In 2014 Shelley Jackson started writing a short story on snowy surfaces around her home in Brooklyn, documenting the project with her Flickr and Instagram profiles. This was her second attempt at designing the story. In the interview for the article in "The Guardian", she admits she tried to perform the story on the snow for the first time in 2010 but the endeavor proved to be more difficult and challenging than she had previously thought. As of May 2017, the story is almost halfway there (it allegedly has 802 words, and the Instagram stream currently has 386 posts, the last photograph to date was uploaded to Instagram on March 28th, 2017). There are some minor differences between the two versions on Instagram and Flickr—the former is entitled Snow: A story in progress, weather permitting, the latter just Snow: A story, weather permitting. The respective streams are also currently suspended at different points (they end up with different words). Snow does not easily conform to established literary categories or interpretative strategies—words written in the snow are evanescent and fragile, vanishing as soon as the surface on which they are inscribed melts away. Profiles on Instagram and Flickr are slightly more tangible and in fact this is the only way the reader can follow the story. Interestingly, both photosharing services are primary examples of cloud computing which presents its own logics of the fluidity of digital objects existing in the realm of informational capitalism, prone to the contingency resulting from the business strategies based on the users' illusions of ubiquity of access and free use. It was best exemplified by the popular sticker saying that there's no cloud computing, there's just someone else's computers. Therefore, the photo documentation of the project presents the sort of middle ground in terms of tangible materiality: it is more stable than the words written on the snow but at the same time far less solid than if they were stored as traditional photography. Additional meanings stem from the captivating analogies forged between instability of weather in the age of climate change and contingencies of cloud computing, named after meteorological phenomena observed in the natural world.

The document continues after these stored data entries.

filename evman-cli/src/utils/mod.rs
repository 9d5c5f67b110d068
pub mod prompt;
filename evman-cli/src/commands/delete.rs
use anyhow::Result;
use evman_core::session::{Capability, Session};
use owo_colors::OwoColorize;

use super::Store;

pub fn run(store: &mut Store, session: &Session, name: &str) -> Result<()> {
    session.require(Capability::Delete)?;

    if store.is_empty() {
        println!("{}", "No events to delete.".dimmed());
        return Ok(());
    }

    let removed = store.delete(name)?;

    println!("{}", format!("  Deleted: {removed}").red());
    Ok(())
}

Hence the work can be read as an exploration of different modes of materiality as well as the tension between the tangible and the ephemeral. There are at least two arguments supporting such interpretation. Firstly, it seems that both themes are important for Shelley Jackson's work in general and can be also found in her previous project, Ineradicable Stain: Skin Project (2003-). It was a story tattooed on the skin of volunteers, one word at a time, the full text of which is known only to participants. The story is "alive" and "readable" as long as the participants live, yet this considerable time span will end abruptly when anyone of the carriers of the words passes away. So the story - although inscribed on the real people's skin - is as ephemeral as the life of human being. The tension is visible when both projects are compared to one another, but also within each respective project. This is especially the case with Snow, where—as mentioned above—the transient substance of the writing surface (snow) collides with the dynamics of the networked database, both existing in different states of tangibility.
Secondly, the way Snow employs the photography exceeds the function of the straight documentation. In this regard, Jackson seems to follow the intermedial strategies introduced by the land art pioneers, including Robert Smithson, Richard Long, Hamish Fulton, Nancy Holt. The meaning of their artwork was conveyed across the whole set of phenomena and media objects: from the most ephemeral (performance of the outdoor actions like walking or the sculptures in the almost inaccessible places) to the more tangible (photographs or a documentary movies) and discursive (often taking the form of photoessay published in the art journals which was Robert Smithson's favorite means of expression). Looking closer at the possible affinities, Andy Goldsworthy’s oeuvre seems especially appropriate as a point of reference. Jackson became inspired by Goldsworthy while working on her SKIN project. A British artist is known for creating artworks out of natural elements: the leaves and stalks of various plants, different types of mud, stones and rocks, ice and . . . snow. Often these elements are purposely left to decay, as passing time slowly but steadily changes their structure and appearance. At the same time, often his works are known to the wider public mostly (or exclusively) as the photo albums or documentary films (including Rivers and Tides: Andy Goldsworthy Working with Time by Thomas Riedelsheimer). Goldsworthy is also known for his diligence in carrying out the extensive photographic documentation of his work (in fact, archiving the photographs is a very important part of Goldsworthy’s artistic practice, to the extent that he devised his own archive system, "Slide Cabinet Index").
In the case of both land art and Jackson’s Snow, photography is also related to the temporality of the projects at hand. Such works develop according to a logic of experimentation. The spirit of experimentation is clearly visible in Jackson’s description of her creative process and the motivations behind it. Jackson wanted her words to have a “printed” feel, so she eventually modelled the font after the Courier typeface. This proved to be difficult, and it slowed the process down, eventually resulting in the renewed attempt of writing on the snow in 2014. Even if Jackson’s work follows the intermedial strategy employed by land art, performance and installation art, Snow is nevertheless meant as a story, where the semantic component is crucial. Judging from what is already available (considering the word count, this amounts to roughly half the story) the work is tightly interwoven with the more general question of the materiality of substances. As is clear from the opening sentences, the lines unveiled so far enumerate various sorts and kinds of snow, something which, at times, plays the role of an extended metaphor.